→ **TASK DETAILS**: Below are the entries; give again exactly the lines from the one mentioning "side * side);" through the one mentioning "let start = Instant::now();", inclusive.

######

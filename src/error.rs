//! Errors reported while building or cutting a [`Cake`](crate::Cake).

use thiserror::Error;

use crate::region::Region;

/// Result type used throughout the crate.
pub type Result<T> = std::result::Result<T, CakeError>;

/// Everything that can go wrong while building or cutting a cake.
#[derive(Debug, Clone, PartialEq, Eq, Error)]
pub enum CakeError {
    /// The cake has no cells, or more cells than fit in a `usize`.
    #[error("invalid cake dimensions {width}x{height}, both sides must be positive and their product must fit in a usize")]
    InvalidDimensions {
        /// Requested width.
        width: usize,
        /// Requested height.
        height: usize,
    },
    /// A flower lies outside of `[1, width] x [1, height]`.
    #[error("flower ({x}, {y}) is outside of the {width}x{height} cake")]
    FlowerOutOfBounds {
        /// Column of the offending flower.
        x: usize,
        /// Row of the offending flower.
        y: usize,
        /// Width of the cake.
        width: usize,
        /// Height of the cake.
        height: usize,
    },
    /// No piece can ever hold exactly one flower.
    #[error("the cake has no flowers")]
    NoFlowers,
    /// The cake has already been cut into pieces.
    #[error("the cake has already been cut")]
    AlreadyCut,
    /// A region kept switching cut direction without ever separating its
    /// flowers.
    #[error("no straight cut separates the flowers of {region:?} after {switches} direction switches")]
    NonTerminatingSplit {
        /// The region that could not be split.
        region: Region,
        /// How many times the direction was switched for this region.
        switches: usize,
    },
}
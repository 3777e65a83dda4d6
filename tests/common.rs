use cake_cutting::{Cake, Coordinate};
use rand::{rngs::SmallRng, Rng, SeedableRng};
use std::collections::BTreeSet;

/// Draw `count` distinct flowers uniformly from a `width` x `height` cake.
///
/// # Panics
///  - If `count` is larger than the number of cells.
#[allow(dead_code)]
pub fn random_flowers(seed: u64, count: usize, width: usize, height: usize) -> Vec<Coordinate> {
    assert!(
        count <= width * height,
        "Cannot place [{}] flowers on a [{}x{}] cake.",
        count,
        width,
        height
    );

    let mut rng = SmallRng::seed_from_u64(seed);
    let mut flowers = BTreeSet::new();

    while flowers.len() < count {
        flowers.insert(Coordinate::new(
            rng.random_range(1..=width),
            rng.random_range(1..=height),
        ));
    }

    log::debug!(
        "Generated [{}] flowers on a [{}x{}] cake from seed [{}].",
        count,
        width,
        height,
        seed
    );

    flowers.into_iter().collect()
}

/// Check that the pieces of `cake` cover every cell exactly once, that each
/// piece holds exactly one flower, and that there are as many pieces as
/// flowers.
///
/// # Panics
///  - If any of those properties does not hold.
#[allow(dead_code)]
pub fn assert_valid_tiling(cake: &Cake) {
    let width = cake.width();
    let height = cake.height();
    let mut owner = vec![0usize; width * height];

    for piece in cake.pieces() {
        let region = piece.region;
        assert!(
            region.x1() >= 1 && region.y1() >= 1 && region.x2() <= width && region.y2() <= height,
            "Piece [{}] at [{:?}] leaves the [{}x{}] cake.",
            piece.id,
            region,
            width,
            height
        );

        for cell in region.cells() {
            let index = (cell.y - 1) * width + (cell.x - 1);
            assert_eq!(
                owner[index], 0,
                "Cell [{:?}] is in both piece [{}] and piece [{}].",
                cell, owner[index], piece.id
            );
            owner[index] = piece.id;
        }

        let flowers = region.flowers_in(cake.flowers());
        assert_eq!(
            flowers.len(),
            1,
            "Piece [{}] at [{:?}] holds flowers [{:?}].",
            piece.id,
            region,
            flowers
        );
    }

    assert!(
        owner.iter().all(|id| *id != 0),
        "Some cells were left over on the [{}x{}] cake.",
        width,
        height
    );
    assert_eq!(cake.pieces().len(), cake.flowers().len());
    assert_eq!(cake.leftover_cells(), 0);

    let ids: BTreeSet<_> = cake.pieces().iter().map(|piece| piece.id).collect();
    assert_eq!(ids, (1..=cake.pieces().len()).collect());
}
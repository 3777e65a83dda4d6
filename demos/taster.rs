//! Cut a random square cake and show the result.
//! Usage:
//!
//! ```bash
//! cargo run --release --example taster 20
//! cargo run --release --example taster 20 50
//! ```
//!
//! The first argument is the side length of the cake, the optional second
//! one the number of flowers, defaulting to a quarter of the cells.

use cake_cutting::{Cake, Coordinate, Cutter};
use rand::Rng;
use std::{collections::BTreeSet, time::Instant};

fn random_flowers(count: usize, width: usize, height: usize) -> BTreeSet<Coordinate> {
    let mut rng = rand::rng();
    let mut flowers = BTreeSet::new();

    while flowers.len() < count {
        flowers.insert(Coordinate::new(
            rng.random_range(1..=width),
            rng.random_range(1..=height),
        ));
    }

    flowers
}

fn main() {
    env_logger::init();

    let args: Vec<String> = std::env::args().collect();
    if args.len() < 2 {
        eprintln!("side length needed");
        std::process::exit(1);
    }

    let side: usize = match args[1].parse() {
        Ok(side) if side > 0 => side,
        _ => {
            eprintln!("invalid side length [{}]", args[1]);
            std::process::exit(1);
        }
    };
    let count = args
        .get(2)
        .and_then(|arg| arg.parse().ok())
        .unwrap_or(side * side / 4)
        .clamp(1, side * side);

    let mut cake = match Cake::new(side, side, random_flowers(count, side, side)) {
        Ok(cake) => cake,
        Err(err) => {
            eprintln!("{err}");
            std::process::exit(1);
        }
    };
    println!("start\n\n{cake}");

    let start = Instant::now();
    let stats = Cutter::new().cut(&mut cake);
    let run_time = start.elapsed();

    match stats {
        Ok(stats) => {
            println!("end\n\n{cake}");
            print!("{}", cake.report());
            println!("took {run_time:?}");
            println!("dimensions: {}, {}", cake.width(), cake.height());
            println!("flowers: {}", cake.flowers().len());
            println!("{stats:?}");
        }
        Err(err) => {
            eprintln!("{err}");
            std::process::exit(1);
        }
    }
}
#![deny(missing_docs)]

//! Cut a rectangular cake into axis-aligned pieces so that every piece holds
//! exactly one flower and no cake is left over.
//!
//! The cake is cut with straight cuts only: each cut runs across the full
//! width or height of the region being cut, splitting it in two. Regions are
//! bisected where possible, cut right before their farthest flower when a
//! bisection would leave a side without flowers, and retried in the other
//! direction when neither works.
//!
//! ```
//! use cake_cutting::{cut_all, Cake, Coordinate};
//!
//! let mut cake = Cake::new(4, 2, [Coordinate::new(1, 1), Coordinate::new(4, 2)])?;
//! cut_all(&mut cake)?;
//!
//! assert_eq!(cake.pieces().len(), 2);
//! assert_eq!(cake.piece_of(2, 2), Some(1));
//! assert_eq!(cake.piece_of(3, 1), Some(2));
//! # Ok::<(), cake_cutting::CakeError>(())
//! ```
//!
//! The cutting strategy does not minimise the number of cuts and does not
//! optimise the shape of the pieces.

pub mod cake;
pub mod cutter;
pub mod error;
pub mod region;

pub use cake::{Cake, Piece};
pub use cutter::{cut_all, CutStats, Cutter};
pub use error::{CakeError, Result};
pub use region::{Coordinate, Direction, Region};
//! Shared `reqwest::Client` construction for the outbound upstreams.

use crate::core::config;
use crate::core::error::AppError;
use crate::download::error::DownloadError;

/// Build a client with the browser user agent, standard timeouts and the
/// configured proxy, if any.
pub fn build_client() -> Result<reqwest::Client, AppError> {
    build_client_with_proxy(config::proxy::active())
}

/// Same as [`build_client`] but with an explicit proxy.
pub fn build_client_with_proxy(proxy_url: Option<&str>) -> Result<reqwest::Client, AppError> {
    let mut client_builder = reqwest::Client::builder()
        .user_agent(config::network::USER_AGENT)
        .timeout(config::network::timeout())
        .connect_timeout(config::network::connect_timeout());

    if let Some(proxy_url) = proxy_url.filter(|p| config::proxy::is_enabled(p)) {
        let proxy = reqwest::Proxy::all(proxy_url.trim())
            .map_err(|e| DownloadError::Proxy(format!("invalid proxy {}: {}", proxy_url, e)))?;
        log::info!("Using outbound proxy {}", proxy_url.trim());
        client_builder = client_builder.proxy(proxy);
    }

    Ok(client_builder.build()?)
}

######

→ **EXPECTED OUTPUT**:
        .clamp(1, side * side);

    let mut cake = match Cake::new(side, side, random_flowers(count, side, side)) {
        Ok(cake) => cake,
        Err(err) => {
            eprintln!("{err}");
            std::process::exit(1);
        }
    };
    println!("start\n\n{cake}");

    let start = Instant::now();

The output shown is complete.